To date, most of the attention has been focused on having the 700 MHz D Block — currently slated for commercial auction under existing law — reallocated to public safety, thereby giving public safety 20 MHz of broadband spectrum nationwide instead of the current 10 MHz in the band dedicated to first responders.
At this time last year, public safety’s requests for such a reallocation appeared to be falling on deaf ears, but a mid-year shift in political momentum resulted in multiple legislative proposals that called for D Block reallocation, most notably one from Jay Rockefeller (D-W.Va.), chairman of the Senate Commerce Committee. None of bills even reached a vote at the committee level, but the actions were enough that the FCC decided not to pursue auction rules in 2010.
Revamped D Block legislation is expected to be introduced quickly in both the House and the Senate, with significant co-sponsors supporting each. This should be more than enough to get consideration in the appropriate committees, but it will not be enough to guarantee passage.

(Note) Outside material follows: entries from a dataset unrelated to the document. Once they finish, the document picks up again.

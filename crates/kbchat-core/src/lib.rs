//! Client core for kbchat.
//!
//! This crate holds everything a chat front end needs except the screen:
//!
//! - **Controller**: connection lifecycle, streaming state and reconnect
//!   scheduling for one chat session ([`ChatController`])
//! - **Session**: the async driver that opens sockets and fires reconnect
//!   timers ([`Session`])
//! - **Rendering**: raw-text fixups, Markdown to HTML and sanitizing
//!   ([`format_reply`])
//! - **View seam**: the [`ChatView`] trait and an in-memory [`Transcript`]
//!
//! # Example
//!
//! ```
//! use kbchat_core::{format_reply, ConnectionStatus};
//!
//! let reply = format_reply("Steps:\\n\\n1. open\\n2. close");
//! assert!(reply.html.contains("<ol>"));
//!
//! assert_eq!(ConnectionStatus::Reconnecting.label(), "Connecting...");
//! ```

#![forbid(unsafe_code)]
#![warn(missing_docs)]
#![warn(clippy::all)]
#![warn(clippy::pedantic)]

pub mod backoff;
pub mod config;
pub mod controller;
pub mod error;
pub mod format;
pub mod protocol;
pub mod session;
pub mod status;
pub mod transcript;
pub mod transport;
pub mod view;

pub use backoff::{Backoff, ReconnectPolicy, DEFAULT_RECONNECT_DELAY};
pub use config::ClientConfig;
pub use controller::{ChatController, ConnectionId};
pub use error::{ChatError, ConfigError, InputError, ProtocolError, Result, TransportError};
pub use format::{escape_html, fixup_raw_text, format_reply, RenderedReply};
pub use protocol::{decode_frame, encode_user_message, Inbound};
pub use session::{Session, SessionEvent};
pub use status::{ConnectionState, ConnectionStatus};
pub use transcript::{InputField, MessageNode, Role, Transcript, WELCOME_MESSAGE};
pub use transport::{Connector, WebSocketConnector, WsEvent, WsSender};
pub use view::{ChatView, NodeId};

That’s because many members of Congress — particularly Republicans who control the House — won their elections based on promises to halt big government spending. Most believe the federal government needs to make at least $10 billion available to ensure that 700 MHz broadband networks are deployed throughout the nation, not just in high-population markets.

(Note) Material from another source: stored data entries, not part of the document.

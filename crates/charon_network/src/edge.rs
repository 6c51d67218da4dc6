use serde::{Deserialize, Serialize};

use crate::{define_index_newtype, minutes::Minutes, node::NodeIdx};

define_index_newtype!(EdgeIdx, Edge);

pub type Distance = f64;
pub type Cost = f64;

#[derive(Debug, Clone)]
pub struct Edge {
    origin: NodeIdx,
    destination: NodeIdx,
    travel_time: Minutes,
    distance: Distance,
    cost: Cost,
}

impl Edge {
    pub fn new(
        origin: NodeIdx,
        destination: NodeIdx,
        travel_time: Minutes,
        distance: Distance,
        cost: Cost,
    ) -> Self {
        Edge {
            origin,
            destination,
            travel_time,
            distance,
            cost,
        }
    }

    pub fn origin(&self) -> NodeIdx {
        self.origin
    }

    pub fn destination(&self) -> NodeIdx {
        self.destination
    }

    pub fn travel_time(&self) -> Minutes {
        self.travel_time
    }

    pub fn distance(&self) -> Distance {
        self.distance
    }

    pub fn cost(&self) -> Cost {
        self.cost
    }
}

/// Linear edge-cost weights: `cost = travel_time * per_minute + distance * per_km + fixed`.
#[derive(Serialize, Deserialize, Debug, Clone, Copy)]
pub struct CostFactors {
    pub per_minute: f64,
    pub per_km: f64,
    pub fixed: f64,
}

impl CostFactors {
    pub fn edge_cost(&self, travel_time: Minutes, distance: Distance) -> Cost {
        travel_time.value() * self.per_minute + distance * self.per_km + self.fixed
    }
}

#[cfg(test)]
mod tests {
    use super::*;

    #[test]
    fn test_cost_factors() {
        let factors = CostFactors {
            per_minute: 10.0,
            per_km: 2.0,
            fixed: 100.0,
        };

        assert_eq!(factors.edge_cost(Minutes::new(160.0), 150.0), 2000.0);
    }
}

Using Rockefeller’s strategy of funding with anticipated proceeds from future auctions would ease the immediate budgetary concerns, but dedicating that kind of money could be perceived as a reversal of a campaign promise, even if it addresses an issue as important as public-safety communications.
Making such a financial commitment is even tougher for lawmakers if only traditional public safety — police, fire and EMS — uses the networks, because it would benefit a very limited segment. Many officials have expressed support for a more expanded user base that would allow users such as hospitals, utilities and transit authorities to also use the networks, which would improve economies of scale and potentially provide additional funding sources.
In my discussions with Beltway sources, it appears that such a policy change realistically has to be mandated by Congress, not the FCC. And, while many public-safety officials are willing to share capacity with non-traditional partners, the language would be monitored closely to ensure that first-responder needs are prioritized. On the other side of the coin, carriers also would be monitoring such proposals closely, because they do not want to lose too many high-revenue enterprise customers.
Striking such a delicate balance will be challenging, to say the least. Hopefully, it can be achieved, because no one —lawmakers, public safety nor citizenry — wants to see the 10th anniversary of the 9/11 attacks arrive in nine months with no clear path to resolving the first-responders communications issues that were noted during that episode.